Mariusz Fierlej: Niejeden prezes z I ligi mógłby się tu uczyć

Dość nieoczekiwanie liderem II-ligowej tabeli po pierwszych kolejkach jest KSM Krosno. W niedzielę Wilki po raz drugi w tym sezonie pokonały Victorię Piła, inkasując przy okazji także punkt bonusowy.

We wszystkich dotąd rozegranych meczach ważnym ogniwem w zespole trenera Ireneusza Kwiecińskiego był Mariusz Fierlej. Wychowanek Unii Leszno tym razem w pięciu wyścigach zdobył 10 punktów i bonusa. - Cieszymy się z kolejnej wygranej. Jedziemy po awans. Wprawdzie mój dorobek punktowy nie jest zły, ale nie jestem zadowolony ze swojej jazdy. Nie było łatwo, męczyłem się na torze. Muszę pojechać z motocyklami do mechanika. W naszej drużynie bardzo dobrze spisywał się Krystian Pieszczek, z którym wspólnie trenowałem. Mam nadzieję, że będzie częstym gościem w naszej drużynie - powiedział "Filon" w rozmowie z GC Nowiny.

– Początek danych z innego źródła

//! Text embedding backends and vector similarity.

use unicode_normalization::UnicodeNormalization;

use crate::error::Result;

/// Default dimension of [`HashingEmbedder`] vectors.
pub const DEFAULT_DIMENSION: usize = 384;

const FNV_OFFSET_BASIS: u64 = 0xcbf2_9ce4_8422_2325;
const FNV_PRIME: u64 = 0x0000_0100_0000_01b3;

/// Turns text into fixed-length vectors.
///
/// Implement this trait to plug in a neural sentence encoder. All vectors
/// produced by one embedder must share [`Embedder::dimension`].
pub trait Embedder {
    /// Embed a section of document text.
    fn embed_document(&mut self, text: &str) -> Result<Vec<f32>>;

    /// Embed a search query.
    ///
    /// Defaults to the document embedding; override for asymmetric models.
    fn embed_query(&mut self, text: &str) -> Result<Vec<f32>> {
        self.embed_document(text)
    }

    /// Embed several documents.
    ///
    /// Default implementation calls `embed_document` in a loop.
    /// Override for backends with native batch support.
    fn embed_batch(&mut self, texts: &[&str]) -> Result<Vec<Vec<f32>>> {
        texts.iter().map(|text| self.embed_document(text)).collect()
    }

    /// Length of every produced vector.
    fn dimension(&self) -> usize;
}

/// Bag-of-words embedder using the hashing trick.
///
/// Text is NFKC-normalised and lowercased, split into alphanumeric
/// tokens, and each token adds its term frequency to one of `dimension`
/// buckets. Vectors are L2-normalised. Buckets come from 64-bit FNV-1a
/// over the token's UTF-8 bytes, so the same text maps to the same vector
/// on every platform and toolchain, and ranking works without a model
/// runtime.
#[derive(Debug, Clone)]
pub struct HashingEmbedder {
    dimension: usize,
}

impl HashingEmbedder {
    /// Create an embedder with the given number of buckets (at least 1).
    pub fn new(dimension: usize) -> Self {
        Self {
            dimension: dimension.max(1),
        }
    }

    fn bucket(&self, token: &str) -> usize {
        (fnv1a(token.as_bytes()) % self.dimension as u64) as usize
    }
}

impl Default for HashingEmbedder {
    fn default() -> Self {
        Self::new(DEFAULT_DIMENSION)
    }
}

impl Embedder for HashingEmbedder {
    fn embed_document(&mut self, text: &str) -> Result<Vec<f32>> {
        let mut vector = vec![0.0f32; self.dimension];
        for token in tokenize(text) {
            vector[self.bucket(&token)] += 1.0;
        }
        l2_normalize(&mut vector);
        Ok(vector)
    }

    fn dimension(&self) -> usize {
        self.dimension
    }
}

/// 64-bit FNV-1a hash.
fn fnv1a(bytes: &[u8]) -> u64 {
    bytes.iter().fold(FNV_OFFSET_BASIS, |hash, &b| {
        (hash ^ u64::from(b)).wrapping_mul(FNV_PRIME)
    })
}

/// Lowercased alphanumeric tokens of NFKC-normalised text.
pub fn tokenize(text: &str) -> Vec<String> {
    let normalized: String = text.nfkc().collect::<String>().to_lowercase();
    normalized
        .split(|c: char| !c.is_alphanumeric())
        .filter(|t| !t.is_empty())
        .map(str::to_string)
        .collect()
}

/// Scale a vector to unit length in place; zero vectors are left as is.
pub fn l2_normalize(vector: &mut [f32]) {
    let norm = vector.iter().map(|x| x * x).sum::<f32>().sqrt();
    if norm > 0.0 {
        for x in vector.iter_mut() {
            *x /= norm;
        }
    }
}

/// Cosine similarity of two vectors.
///
/// Returns 0.0 for vectors of different length, empty vectors, a
/// zero-norm operand, or a non-finite result (NaN or infinite components).
pub fn cosine_similarity(a: &[f32], b: &[f32]) -> f32 {
    if a.len() != b.len() || a.is_empty() {
        return 0.0;
    }

    let dot: f32 = a.iter().zip(b.iter()).map(|(x, y)| x * y).sum();
    let norm_a: f32 = a.iter().map(|x| x * x).sum::<f32>().sqrt();
    let norm_b: f32 = b.iter().map(|x| x * x).sum::<f32>().sqrt();

    if norm_a == 0.0 || norm_b == 0.0 {
        return 0.0;
    }

    let similarity = dot / (norm_a * norm_b);
    if similarity.is_finite() {
        similarity
    } else {
        0.0
    }
}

Niespełna 33-letni żużlowiec cieszy się, że przed sezonem zdecydował się wybrać ofertę zespołu z Krosna. - Jestem zadowolony z klubu, dobrze trafiłem. Moim zdaniem niejeden prezes klubu z I ligi mógłby się uczyć w Krośnie - twierdzi żużlowiec, który w tej chwili ze średnią biegopunktową 2,320 jest trzecim pod względem skuteczności jeźdźcem II ligi. Wyższymi średnimi legitymują się jedynie Ilja Czałow oraz Piotr Świst.

Źródło: GC Nowiny

Jesteś kibicem "czarnego sportu"? Mamy dla Ciebie fanpage na Facebooku. Zapraszamy!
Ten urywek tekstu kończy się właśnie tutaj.